BEGIN

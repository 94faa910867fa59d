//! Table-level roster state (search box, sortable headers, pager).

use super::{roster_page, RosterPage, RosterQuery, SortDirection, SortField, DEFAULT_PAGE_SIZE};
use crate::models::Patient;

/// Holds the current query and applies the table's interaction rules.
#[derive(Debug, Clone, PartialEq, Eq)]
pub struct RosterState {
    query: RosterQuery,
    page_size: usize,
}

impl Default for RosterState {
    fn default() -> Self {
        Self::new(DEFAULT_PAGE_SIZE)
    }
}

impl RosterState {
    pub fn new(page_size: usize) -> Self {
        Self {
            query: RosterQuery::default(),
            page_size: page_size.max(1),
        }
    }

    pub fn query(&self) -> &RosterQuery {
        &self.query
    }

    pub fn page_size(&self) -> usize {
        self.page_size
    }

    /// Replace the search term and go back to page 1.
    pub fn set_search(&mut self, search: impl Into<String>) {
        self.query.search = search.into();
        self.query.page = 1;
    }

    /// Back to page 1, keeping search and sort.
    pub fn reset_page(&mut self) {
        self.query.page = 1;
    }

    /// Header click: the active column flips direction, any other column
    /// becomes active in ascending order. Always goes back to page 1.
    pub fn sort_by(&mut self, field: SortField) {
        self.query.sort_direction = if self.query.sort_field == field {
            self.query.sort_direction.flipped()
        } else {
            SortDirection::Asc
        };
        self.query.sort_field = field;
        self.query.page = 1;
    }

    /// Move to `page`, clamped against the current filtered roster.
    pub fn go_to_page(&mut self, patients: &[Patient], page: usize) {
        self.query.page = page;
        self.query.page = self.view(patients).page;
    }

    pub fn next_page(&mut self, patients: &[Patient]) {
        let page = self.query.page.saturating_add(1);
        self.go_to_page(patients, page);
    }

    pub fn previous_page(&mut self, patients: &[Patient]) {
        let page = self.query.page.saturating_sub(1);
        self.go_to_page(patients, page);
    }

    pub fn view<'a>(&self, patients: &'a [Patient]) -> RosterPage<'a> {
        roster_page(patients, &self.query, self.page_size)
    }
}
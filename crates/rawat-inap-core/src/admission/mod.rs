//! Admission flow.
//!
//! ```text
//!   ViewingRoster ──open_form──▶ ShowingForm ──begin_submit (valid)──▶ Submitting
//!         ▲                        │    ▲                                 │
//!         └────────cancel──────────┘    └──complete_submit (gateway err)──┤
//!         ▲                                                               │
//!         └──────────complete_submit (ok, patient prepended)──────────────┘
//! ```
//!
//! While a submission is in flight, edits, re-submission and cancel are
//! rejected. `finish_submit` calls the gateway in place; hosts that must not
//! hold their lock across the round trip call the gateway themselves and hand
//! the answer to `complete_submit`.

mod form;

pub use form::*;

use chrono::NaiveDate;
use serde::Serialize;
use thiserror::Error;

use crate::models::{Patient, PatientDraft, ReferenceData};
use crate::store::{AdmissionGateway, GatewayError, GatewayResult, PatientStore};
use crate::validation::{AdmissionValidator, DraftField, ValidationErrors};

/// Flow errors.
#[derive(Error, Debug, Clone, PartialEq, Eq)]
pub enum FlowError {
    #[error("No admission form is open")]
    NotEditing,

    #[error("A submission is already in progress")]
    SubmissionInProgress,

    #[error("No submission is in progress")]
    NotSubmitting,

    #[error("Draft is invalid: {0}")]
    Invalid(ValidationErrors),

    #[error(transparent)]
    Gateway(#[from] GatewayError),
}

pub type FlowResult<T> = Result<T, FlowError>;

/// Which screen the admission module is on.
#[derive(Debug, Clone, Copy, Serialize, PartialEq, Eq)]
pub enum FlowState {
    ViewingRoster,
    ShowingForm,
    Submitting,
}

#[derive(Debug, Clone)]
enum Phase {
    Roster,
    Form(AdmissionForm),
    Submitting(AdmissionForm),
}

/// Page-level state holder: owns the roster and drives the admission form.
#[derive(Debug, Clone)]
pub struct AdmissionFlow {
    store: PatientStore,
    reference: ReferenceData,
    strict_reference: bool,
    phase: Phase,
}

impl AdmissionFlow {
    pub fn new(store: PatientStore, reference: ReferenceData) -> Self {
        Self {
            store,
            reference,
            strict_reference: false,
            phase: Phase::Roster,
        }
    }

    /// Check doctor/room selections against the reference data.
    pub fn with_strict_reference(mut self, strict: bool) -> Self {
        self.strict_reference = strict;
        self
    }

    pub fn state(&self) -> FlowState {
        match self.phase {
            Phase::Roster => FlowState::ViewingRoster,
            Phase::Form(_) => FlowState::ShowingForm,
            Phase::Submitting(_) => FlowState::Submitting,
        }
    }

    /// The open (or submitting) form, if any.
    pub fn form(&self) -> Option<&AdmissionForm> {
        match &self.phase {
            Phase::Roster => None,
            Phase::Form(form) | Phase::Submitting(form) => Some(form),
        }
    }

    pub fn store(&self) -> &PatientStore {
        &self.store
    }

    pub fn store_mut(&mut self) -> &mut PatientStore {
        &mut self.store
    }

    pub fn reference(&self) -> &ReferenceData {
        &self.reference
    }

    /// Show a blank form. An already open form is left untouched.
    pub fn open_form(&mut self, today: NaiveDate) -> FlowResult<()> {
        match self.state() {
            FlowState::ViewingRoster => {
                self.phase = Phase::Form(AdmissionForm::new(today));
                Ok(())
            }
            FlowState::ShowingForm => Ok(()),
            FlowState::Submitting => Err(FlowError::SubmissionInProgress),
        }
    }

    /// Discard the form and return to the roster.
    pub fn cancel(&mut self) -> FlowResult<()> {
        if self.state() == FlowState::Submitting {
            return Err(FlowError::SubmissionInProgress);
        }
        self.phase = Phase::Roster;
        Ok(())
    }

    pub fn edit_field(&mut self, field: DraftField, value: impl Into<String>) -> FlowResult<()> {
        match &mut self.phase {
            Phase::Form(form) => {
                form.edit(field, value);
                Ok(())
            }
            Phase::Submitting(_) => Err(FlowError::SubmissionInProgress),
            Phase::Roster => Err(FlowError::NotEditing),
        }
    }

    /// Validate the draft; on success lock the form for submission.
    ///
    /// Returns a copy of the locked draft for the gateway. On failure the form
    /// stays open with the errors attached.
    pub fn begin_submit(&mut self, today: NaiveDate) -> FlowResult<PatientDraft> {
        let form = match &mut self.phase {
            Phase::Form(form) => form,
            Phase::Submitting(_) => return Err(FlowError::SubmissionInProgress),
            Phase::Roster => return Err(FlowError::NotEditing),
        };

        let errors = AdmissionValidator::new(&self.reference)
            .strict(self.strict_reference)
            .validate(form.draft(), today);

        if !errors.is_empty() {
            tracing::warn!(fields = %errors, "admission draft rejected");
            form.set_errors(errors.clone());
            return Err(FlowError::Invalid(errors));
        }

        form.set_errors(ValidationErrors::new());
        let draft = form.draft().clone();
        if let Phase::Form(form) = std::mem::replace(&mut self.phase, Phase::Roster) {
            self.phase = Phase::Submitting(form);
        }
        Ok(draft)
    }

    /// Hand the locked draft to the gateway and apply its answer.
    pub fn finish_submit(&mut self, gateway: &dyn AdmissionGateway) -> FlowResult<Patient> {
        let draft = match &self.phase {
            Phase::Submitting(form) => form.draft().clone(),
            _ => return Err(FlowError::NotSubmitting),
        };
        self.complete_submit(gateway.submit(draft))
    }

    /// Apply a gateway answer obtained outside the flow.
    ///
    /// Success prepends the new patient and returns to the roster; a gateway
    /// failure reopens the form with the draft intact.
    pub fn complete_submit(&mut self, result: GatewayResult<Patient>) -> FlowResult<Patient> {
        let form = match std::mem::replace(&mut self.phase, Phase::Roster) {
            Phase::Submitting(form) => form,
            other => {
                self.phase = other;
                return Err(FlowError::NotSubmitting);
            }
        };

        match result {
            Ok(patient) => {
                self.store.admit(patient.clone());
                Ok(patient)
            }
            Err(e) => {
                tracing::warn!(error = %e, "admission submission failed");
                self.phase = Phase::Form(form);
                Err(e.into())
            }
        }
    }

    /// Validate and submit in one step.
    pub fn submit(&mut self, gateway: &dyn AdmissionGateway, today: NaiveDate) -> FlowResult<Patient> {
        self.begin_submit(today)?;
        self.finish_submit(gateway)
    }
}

END

● WHAT TO WORK ON: Exact lines only, please: output the listing from the first line to the line with "fn default() ->", both included.

● PROBLEM SOLUTION:
repository 94faa910867fa59d
//! Table-level roster state (search box, sortable headers, pager).

use super::{roster_page, RosterPage, RosterQuery, SortDirection, SortField, DEFAULT_PAGE_SIZE};
use crate::models::Patient;

/// Holds the current query and applies the table's interaction rules.
#[derive(Debug, Clone, PartialEq, Eq)]
pub struct RosterState {
    query: RosterQuery,
    page_size: usize,
}

impl Default for RosterState {
    fn default() -> Self {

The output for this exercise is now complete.